Dataset records:
▬▬▬▬▬▬
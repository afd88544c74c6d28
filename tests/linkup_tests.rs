//! Linkup integration tests: generated levels played to the end through
//! hints, the solver and the rules engine.

mod common;

use arcade_rules::core::{GameRng, InvalidAction, SearchBudget, SearchOutcome};
use arcade_rules::games::linkup::{
    can_link, find_full_solution, find_hint, find_path, generate_board, generate_solvable_board,
    has_any_removable_pair, shuffle_remaining, LevelConfig, Linkup, LinkupOutcome, PathPoint,
    Pos, RemovePair, TileGrid, TileKind, LEVELS, MAX_TURNS,
};
use arcade_rules::rules::RulesEngine;

fn grid(picture: &[&str]) -> TileGrid {
    let rows: Vec<Vec<Option<TileKind>>> = picture
        .iter()
        .map(|line| {
            line.chars()
                .map(|c| c.to_digit(10).map(|d| TileKind(d as u8)))
                .collect()
        })
        .collect();
    TileGrid::from_rows(&rows).unwrap()
}

/// Following hints and reshuffling when stuck always clears a board.
#[test]
fn test_hint_play_with_reshuffles_clears_level() {
    common::init_logging();
    let level = LevelConfig::builtin(1).unwrap();
    let mut rng = GameRng::new(21);
    let mut board = generate_board(level, &mut rng).unwrap();

    let mut reshuffles = 0;
    while !board.is_cleared() {
        match find_hint(&board) {
            Some((a, b)) => board = board.remove_pair(a, b).unwrap(),
            None => {
                board = shuffle_remaining(&board, &mut rng);
                reshuffles += 1;
                assert!(reshuffles < 100, "too many reshuffles");
            }
        }
    }
    assert_eq!(board.live_count(), 0);
}

/// Every reported path stays within the turn limit and connects the
/// requested tiles.
#[test]
fn test_paths_respect_turn_limit() {
    let board = generate_board(&LEVELS[2], &mut GameRng::new(5)).unwrap();
    let live: Vec<Pos> = board.live_positions().collect();
    for (i, &a) in live.iter().enumerate() {
        for &b in &live[i + 1..] {
            if let Some(path) = find_path(&board, a, b) {
                assert!(path.turns <= MAX_TURNS);
                assert_eq!(path.corners.len(), path.turns as usize + 2);
                assert_eq!(path.corners[0], PathPoint::from(a));
                assert_eq!(path.corners[path.corners.len() - 1], PathPoint::from(b));
                assert!(can_link(&board, b, a));
            }
        }
    }
}

#[test]
fn test_solver_order_replays() {
    let small = LevelConfig::new(1, 4, 6, 6);
    let outcome = generate_solvable_board(&small, &mut GameRng::new(3), SearchBudget::default(), 20)
        .unwrap();
    let board = outcome.found().unwrap();

    let SearchOutcome::Found(order) = find_full_solution(&board, SearchBudget::default()) else {
        panic!("board was verified solvable");
    };
    assert_eq!(order.len(), 12);

    let engine = Linkup;
    let actions: Vec<RemovePair> = order.iter().map(|&(a, b)| RemovePair { a, b }).collect();
    let end = engine.replay(&board, &actions).unwrap();
    assert_eq!(engine.outcome(&end), Some(LinkupOutcome::Cleared));
}

#[test]
fn test_failed_removal_leaves_grid() {
    let board = grid(&["12", "21"]);
    let before = board.clone();
    let err = board.remove_pair(Pos::new(0, 0), Pos::new(1, 1)).unwrap_err();
    assert_eq!(err, InvalidAction::NoPath.into());
    assert_eq!(board, before);
    assert!(!has_any_removable_pair(&board));
    assert_eq!(Linkup.outcome(&board), Some(LinkupOutcome::Stuck));
}

#[test]
fn test_engine_rejects_out_of_bounds() {
    let board = grid(&["11"]);
    let action = RemovePair {
        a: Pos::new(0, 0),
        b: Pos::new(0, 9),
    };
    assert_eq!(
        Linkup.apply_action(&board, &action).unwrap_err(),
        InvalidAction::OutOfBounds { row: 0, col: 9 }.into()
    );
}

#[test]
fn test_level_serde() {
    let json = serde_json::to_string(&LEVELS[4]).unwrap();
    let back: LevelConfig = serde_json::from_str(&json).unwrap();
    assert_eq!(back, LEVELS[4]);

    let board = generate_board(&LEVELS[0], &mut GameRng::new(1)).unwrap();
    let json = serde_json::to_string(&board).unwrap();
    let back: TileGrid = serde_json::from_str(&json).unwrap();
    assert_eq!(back, board);
}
▬▬▬▬▬▬
What is required:
Go through the records line by line and count those that contain the string "default". Answer with the count alone.

Response area:
2